> [Instructions for the task] Take every line from the material that has the word "Failed" in it.

> [Task inputs]
-=-=-
use anyhow::{Context, Result};
use neuralvibe_core::conversation::{DEFAULT_MAX_HISTORY, DEFAULT_SYSTEM_PROMPT};
use neuralvibe_core::credentials::mask_secret;
use neuralvibe_core::dispatcher::DEFAULT_TIMEOUT;
use neuralvibe_core::{
    ContextWindow, CredentialStore, Dispatcher, FileCredentialStore, MemoryCredentialStore,
    ProviderId, ProviderSettings,
};
use serde::{Deserialize, Serialize};
use std::path::{Path, PathBuf};
use std::sync::Arc;
use std::time::Duration;
use tracing::{debug, warn};

#[derive(Debug, Clone, Default, Serialize, Deserialize)]
pub struct NeuralVibeConfig {
    #[serde(default)]
    pub router: RouterConfig,
    #[serde(default)]
    pub providers: ProvidersConfig,
}

#[derive(Debug, Clone, Serialize, Deserialize)]
pub struct RouterConfig {
    /// Empty disables the synthesized system message
    #[serde(default = "default_system_prompt")]
    pub system_prompt: String,
    #[serde(default = "default_max_history")]
    pub max_history: usize,
    #[serde(default = "default_timeout_secs")]
    pub timeout_secs: u64,
    #[serde(default, skip_serializing_if = "Option::is_none")]
    pub fallback: Option<ProviderId>,
}

fn default_system_prompt() -> String {
    DEFAULT_SYSTEM_PROMPT.to_string()
}

fn default_max_history() -> usize {
    DEFAULT_MAX_HISTORY
}

fn default_timeout_secs() -> u64 {
    DEFAULT_TIMEOUT.as_secs()
}

impl Default for RouterConfig {
    fn default() -> Self {
        Self {
            system_prompt: default_system_prompt(),
            max_history: default_max_history(),
            timeout_secs: default_timeout_secs(),
            fallback: None,
        }
    }
}

#[derive(Debug, Clone, Default, Serialize, Deserialize)]
pub struct ProvidersConfig {
    #[serde(default, skip_serializing_if = "Option::is_none")]
    pub openai: Option<ProviderConfig>,
    #[serde(default, skip_serializing_if = "Option::is_none")]
    pub claude: Option<ProviderConfig>,
    #[serde(default, skip_serializing_if = "Option::is_none")]
    pub gemini: Option<ProviderConfig>,
    #[serde(default, skip_serializing_if = "Option::is_none")]
    pub groq: Option<ProviderConfig>,
    #[serde(default, skip_serializing_if = "Option::is_none")]
    pub deepseek: Option<ProviderConfig>,
}

impl ProvidersConfig {
    pub fn get(&self, provider: ProviderId) -> Option<&ProviderConfig> {
        match provider {
            ProviderId::OpenAi => self.openai.as_ref(),
            ProviderId::Claude => self.claude.as_ref(),
            ProviderId::Gemini => self.gemini.as_ref(),
            ProviderId::Groq => self.groq.as_ref(),
            ProviderId::DeepSeek => self.deepseek.as_ref(),
        }
    }

    fn slots_mut(&mut self) -> [&mut Option<ProviderConfig>; 5] {
        [
            &mut self.openai,
            &mut self.claude,
            &mut self.gemini,
            &mut self.groq,
            &mut self.deepseek,
        ]
    }
}

#[derive(Clone, Default, Serialize, Deserialize)]
pub struct ProviderConfig {
    #[serde(default)]
    pub api_key: String,
    #[serde(default, skip_serializing_if = "Option::is_none")]
    pub model: Option<String>,
    #[serde(default, skip_serializing_if = "Option::is_none")]
    pub base_url: Option<String>,
    #[serde(default, skip_serializing_if = "Option::is_none")]
    pub max_tokens: Option<u32>,
}

impl std::fmt::Debug for ProviderConfig {
    fn fmt(&self, f: &mut std::fmt::Formatter<'_>) -> std::fmt::Result {
        f.debug_struct("ProviderConfig")
            .field("api_key", &mask_secret(&self.api_key))
            .field("model", &self.model)
            .field("base_url", &self.base_url)
            .field("max_tokens", &self.max_tokens)
            .finish()
    }
}

impl ProviderConfig {
    /// Key usable as a credential: set, and not an unexpanded `${VAR}`
    fn usable_key(&self) -> Option<&str> {
        let key = self.api_key.trim();
        (!key.is_empty() && !key.contains("${")).then_some(key)
    }

    fn settings(&self) -> ProviderSettings {
        ProviderSettings {
            model: self.model.clone(),
            base_url: self.base_url.clone(),
            max_tokens: self.max_tokens,
        }
    }
}

pub fn config_dir() -> PathBuf {
    dirs::home_dir()
        .unwrap_or_else(|| PathBuf::from("."))
        .join(".neuralvibe")
}

pub fn default_config_path() -> PathBuf {
    config_dir().join("config.toml")
}

/// Where `neuralvibe keys` stores API keys
pub fn credentials_path() -> PathBuf {
    config_dir().join("credentials.json")
}

impl NeuralVibeConfig {
    /// Load the config file. A missing default file yields the defaults;
    /// an explicit `--config` path must exist.
    pub fn load(custom_path: &Option<PathBuf>) -> Result<Self> {
        let path = custom_path.clone().unwrap_or_else(default_config_path);
        if custom_path.is_none() && !path.exists() {
            debug!("No config at {}, using defaults", path.display());
            return Ok(Self::default());
        }
        Self::load_from(&path)
    }

    pub fn load_from(path: &Path) -> Result<Self> {
        // Refuse group/other-readable files on Unix, they may hold API keys
        #[cfg(unix)]
        {
            use std::os::unix::fs::PermissionsExt;
            if let Ok(metadata) = std::fs::metadata(path) {
                let mode = metadata.permissions().mode();
                if mode & 0o077 != 0 {
                    return Err(anyhow::anyhow!(
                        "Config file {:?} has overly permissive permissions ({:o}). \
                         It may contain secrets. Fix with: chmod 600 {:?}",
                        path,
                        mode & 0o777,
                        path
                    ));
                }
            }
        }

        let content = std::fs::read_to_string(path).with_context(|| {
            format!(
                "Failed to read config at {}. Run `neuralvibe init` first.",
                path.display()
            )
        })?;

        let config = Self::parse(&content)
            .with_context(|| format!("Failed to parse config at {}", path.display()))?;

        // Check for hardcoded API keys in the unexpanded text
        if let Ok(raw) = toml::from_str::<Self>(&content) {
            for provider in ProviderId::ALL {
                let hardcoded = raw
                    .providers
                    .get(provider)
                    .is_some_and(|p| p.usable_key().is_some());
                if hardcoded {
                    warn!(
                        "{} API key is hardcoded in config file. For security, use environment variables: api_key = \"${{{}}}\"",
                        provider.display_name(),
                        env_var_for(provider)
                    );
                }
            }
        }

        Ok(config)
    }

    /// Parse TOML text after expanding allowlisted `${VAR}` references
    pub fn parse(content: &str) -> Result<Self> {
        let expanded = expand_env_vars(content);
        let config: Self = toml::from_str(&expanded)?;
        Ok(config)
    }

    /// Copy with every API key masked, for display
    pub fn redacted(&self) -> Self {
        let mut copy = self.clone();
        for slot in copy.providers.slots_mut() {
            if let Some(p) = slot.as_mut() {
                p.api_key = mask_secret(&p.api_key);
            }
        }
        copy
    }

    /// Keys from the key file, overridden by non-empty keys in this config
    pub fn credential_store(&self, key_file: &Path) -> Result<MemoryCredentialStore> {
        let file = FileCredentialStore::open(key_file)
            .with_context(|| format!("Failed to load API keys from {}", key_file.display()))?;
        let store = MemoryCredentialStore::with_keys(file.entries());
        for provider in ProviderId::ALL {
            if let Some(key) = self.providers.get(provider).and_then(ProviderConfig::usable_key) {
                store.set(provider, key)?;
            }
        }
        Ok(store)
    }

    pub fn context_window(&self) -> ContextWindow {
        let prompt = self.router.system_prompt.trim();
        ContextWindow {
            system_prompt: (!prompt.is_empty()).then(|| prompt.to_string()),
            max_history: self.router.max_history,
        }
    }

    pub fn dispatcher(&self, store: Arc<dyn CredentialStore>) -> Result<Dispatcher> {
        let mut builder = Dispatcher::builder(store)
            .timeout(Duration::from_secs(self.router.timeout_secs))
            .context_window(self.context_window());
        for provider in ProviderId::ALL {
            if let Some(p) = self.providers.get(provider) {
                builder = builder.provider(provider, p.settings());
            }
        }
        builder.build().context("Failed to build dispatcher")
    }
}

fn env_var_for(provider: ProviderId) -> &'static str {
    match provider {
        ProviderId::OpenAi => "OPENAI_API_KEY",
        ProviderId::Claude => "ANTHROPIC_API_KEY",
        ProviderId::Gemini => "GOOGLE_AI_API_KEY",
        ProviderId::Groq => "GROQ_API_KEY",
        ProviderId::DeepSeek => "DEEPSEEK_API_KEY",
    }
}

/// Allowlist of environment variable names that may be expanded in config files.
/// This prevents an attacker who can modify the config from reading arbitrary env vars.
const ALLOWED_ENV_VARS: &[&str] = &[
    "OPENAI_API_KEY",
    "ANTHROPIC_API_KEY",
    "GOOGLE_AI_API_KEY",
    "GROQ_API_KEY",
    "DEEPSEEK_API_KEY",
    "HOME",
    "USER",
];

fn expand_env_vars(s: &str) -> String {
    let mut result = s.to_string();
    let mut pos = 0;
    while let Some(start) = result[pos..].find("${") {
        let abs_start = pos + start;
        let Some(end) = result[abs_start..].find('}') else {
            break;
        };
        let var_name = &result[abs_start + 2..abs_start + end];

        if !ALLOWED_ENV_VARS.contains(&var_name) {
            warn!(
                "Skipping expansion of unrecognized env var '{}' in config (not in allowlist)",
                var_name
            );
            // Leave the ${VAR} unexpanded so it's obvious
            pos = abs_start + end + 1;
            continue;
        }

        let value = std::env::var(var_name).unwrap_or_default();
        result.replace_range(abs_start..abs_start + end + 1, &value);
        pos = abs_start + value.len();
    }
    result
}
-=-=-
> [Answer below]
                "Failed to read config at {}. Run `neuralvibe init` first.",
            .with_context(|| format!("Failed to parse config at {}", path.display()))?;
            .with_context(|| format!("Failed to load API keys from {}", key_file.display()))?;
        builder.build().context("Failed to build dispatcher")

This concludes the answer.